::: Data extracts :::

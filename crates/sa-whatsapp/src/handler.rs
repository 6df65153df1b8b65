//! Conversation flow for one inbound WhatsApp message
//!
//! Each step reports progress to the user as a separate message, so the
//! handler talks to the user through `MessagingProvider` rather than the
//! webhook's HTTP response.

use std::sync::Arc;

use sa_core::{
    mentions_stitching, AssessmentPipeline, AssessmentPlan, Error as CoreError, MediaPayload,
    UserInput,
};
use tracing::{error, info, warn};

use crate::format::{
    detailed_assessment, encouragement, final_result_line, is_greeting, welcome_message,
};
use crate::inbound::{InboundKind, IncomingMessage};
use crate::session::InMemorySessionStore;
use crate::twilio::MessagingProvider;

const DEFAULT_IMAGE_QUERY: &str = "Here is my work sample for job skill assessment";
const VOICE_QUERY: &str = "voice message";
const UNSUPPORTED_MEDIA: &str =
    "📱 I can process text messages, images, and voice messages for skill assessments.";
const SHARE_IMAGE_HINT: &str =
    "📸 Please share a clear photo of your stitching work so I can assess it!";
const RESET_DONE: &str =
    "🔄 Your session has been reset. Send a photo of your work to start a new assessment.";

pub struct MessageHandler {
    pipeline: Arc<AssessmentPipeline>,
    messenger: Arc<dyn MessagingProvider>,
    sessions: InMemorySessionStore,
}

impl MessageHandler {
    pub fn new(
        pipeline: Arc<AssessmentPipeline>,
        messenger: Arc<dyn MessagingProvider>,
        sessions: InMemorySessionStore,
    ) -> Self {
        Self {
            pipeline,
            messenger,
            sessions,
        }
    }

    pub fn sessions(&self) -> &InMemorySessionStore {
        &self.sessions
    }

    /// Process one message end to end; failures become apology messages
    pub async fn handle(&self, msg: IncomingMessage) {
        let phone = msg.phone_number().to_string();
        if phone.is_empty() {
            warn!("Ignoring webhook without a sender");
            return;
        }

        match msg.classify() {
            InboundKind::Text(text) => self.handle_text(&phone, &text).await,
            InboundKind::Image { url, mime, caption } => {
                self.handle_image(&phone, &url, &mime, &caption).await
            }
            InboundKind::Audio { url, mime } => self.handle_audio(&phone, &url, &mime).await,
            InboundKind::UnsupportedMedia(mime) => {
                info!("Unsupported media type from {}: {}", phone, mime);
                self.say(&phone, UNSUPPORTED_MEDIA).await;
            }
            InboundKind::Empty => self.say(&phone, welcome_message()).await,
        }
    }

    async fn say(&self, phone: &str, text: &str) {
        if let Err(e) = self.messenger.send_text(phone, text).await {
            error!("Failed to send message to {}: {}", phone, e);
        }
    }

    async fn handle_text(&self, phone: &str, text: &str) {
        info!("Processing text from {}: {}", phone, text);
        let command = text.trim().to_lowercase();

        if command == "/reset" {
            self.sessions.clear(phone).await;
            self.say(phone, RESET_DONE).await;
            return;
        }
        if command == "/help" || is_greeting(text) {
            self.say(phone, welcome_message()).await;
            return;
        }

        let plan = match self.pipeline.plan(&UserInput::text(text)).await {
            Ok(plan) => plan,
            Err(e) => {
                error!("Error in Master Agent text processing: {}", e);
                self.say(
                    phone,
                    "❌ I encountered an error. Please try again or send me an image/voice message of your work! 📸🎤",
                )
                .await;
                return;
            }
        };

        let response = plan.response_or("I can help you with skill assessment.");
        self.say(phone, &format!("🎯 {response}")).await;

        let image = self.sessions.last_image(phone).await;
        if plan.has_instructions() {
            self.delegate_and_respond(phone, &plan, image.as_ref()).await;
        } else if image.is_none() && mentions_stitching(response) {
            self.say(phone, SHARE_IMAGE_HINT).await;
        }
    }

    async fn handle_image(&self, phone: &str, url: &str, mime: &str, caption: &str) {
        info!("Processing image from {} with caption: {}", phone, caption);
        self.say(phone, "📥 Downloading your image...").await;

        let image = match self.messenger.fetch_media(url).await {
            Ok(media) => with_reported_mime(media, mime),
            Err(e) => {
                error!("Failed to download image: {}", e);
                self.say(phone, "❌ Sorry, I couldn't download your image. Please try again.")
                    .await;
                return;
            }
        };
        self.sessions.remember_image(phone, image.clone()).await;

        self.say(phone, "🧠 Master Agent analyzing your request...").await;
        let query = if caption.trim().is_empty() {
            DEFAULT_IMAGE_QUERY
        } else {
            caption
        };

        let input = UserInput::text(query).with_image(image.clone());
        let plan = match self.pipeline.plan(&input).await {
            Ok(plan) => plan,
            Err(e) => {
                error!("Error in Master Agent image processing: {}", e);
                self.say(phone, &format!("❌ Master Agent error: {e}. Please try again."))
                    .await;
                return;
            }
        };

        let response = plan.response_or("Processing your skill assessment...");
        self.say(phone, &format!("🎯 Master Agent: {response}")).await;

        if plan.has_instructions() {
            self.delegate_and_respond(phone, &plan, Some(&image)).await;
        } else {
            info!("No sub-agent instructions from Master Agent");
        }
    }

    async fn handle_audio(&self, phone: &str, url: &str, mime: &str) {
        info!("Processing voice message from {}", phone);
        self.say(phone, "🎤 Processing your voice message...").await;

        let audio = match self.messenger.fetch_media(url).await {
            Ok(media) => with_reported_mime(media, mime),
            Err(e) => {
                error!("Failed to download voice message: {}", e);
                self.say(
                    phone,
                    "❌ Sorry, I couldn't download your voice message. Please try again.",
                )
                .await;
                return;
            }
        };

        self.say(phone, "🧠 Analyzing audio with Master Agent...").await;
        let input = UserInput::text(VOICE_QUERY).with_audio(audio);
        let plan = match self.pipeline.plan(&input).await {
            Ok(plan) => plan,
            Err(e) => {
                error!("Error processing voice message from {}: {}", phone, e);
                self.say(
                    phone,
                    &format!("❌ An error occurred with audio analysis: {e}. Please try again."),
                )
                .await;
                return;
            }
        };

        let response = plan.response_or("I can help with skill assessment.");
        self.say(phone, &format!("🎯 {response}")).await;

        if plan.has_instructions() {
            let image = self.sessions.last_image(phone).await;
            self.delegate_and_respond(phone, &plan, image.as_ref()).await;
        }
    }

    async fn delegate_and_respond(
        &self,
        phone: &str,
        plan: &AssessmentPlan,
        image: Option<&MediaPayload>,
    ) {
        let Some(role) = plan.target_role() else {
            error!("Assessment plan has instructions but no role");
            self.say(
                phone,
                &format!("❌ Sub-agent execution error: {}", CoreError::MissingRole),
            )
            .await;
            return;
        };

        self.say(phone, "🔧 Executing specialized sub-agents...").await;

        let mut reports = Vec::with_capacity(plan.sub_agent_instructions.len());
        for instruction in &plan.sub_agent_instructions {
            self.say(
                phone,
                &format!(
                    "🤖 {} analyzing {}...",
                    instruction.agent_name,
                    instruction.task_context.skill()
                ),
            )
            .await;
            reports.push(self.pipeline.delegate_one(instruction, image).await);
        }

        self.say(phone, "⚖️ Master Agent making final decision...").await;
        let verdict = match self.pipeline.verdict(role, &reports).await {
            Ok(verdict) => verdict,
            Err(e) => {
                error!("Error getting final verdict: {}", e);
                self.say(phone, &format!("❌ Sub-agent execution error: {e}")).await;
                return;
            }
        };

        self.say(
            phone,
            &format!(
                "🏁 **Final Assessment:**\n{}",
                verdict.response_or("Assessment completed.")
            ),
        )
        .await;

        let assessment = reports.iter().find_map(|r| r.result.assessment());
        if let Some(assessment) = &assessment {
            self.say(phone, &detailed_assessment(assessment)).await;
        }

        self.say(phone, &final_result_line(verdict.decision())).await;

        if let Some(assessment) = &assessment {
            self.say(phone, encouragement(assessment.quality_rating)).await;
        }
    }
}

:::

*Work task*.
For this exercise, work out how many lines in the material include "clone", and give only the number.

*Solution for this exercise*.
2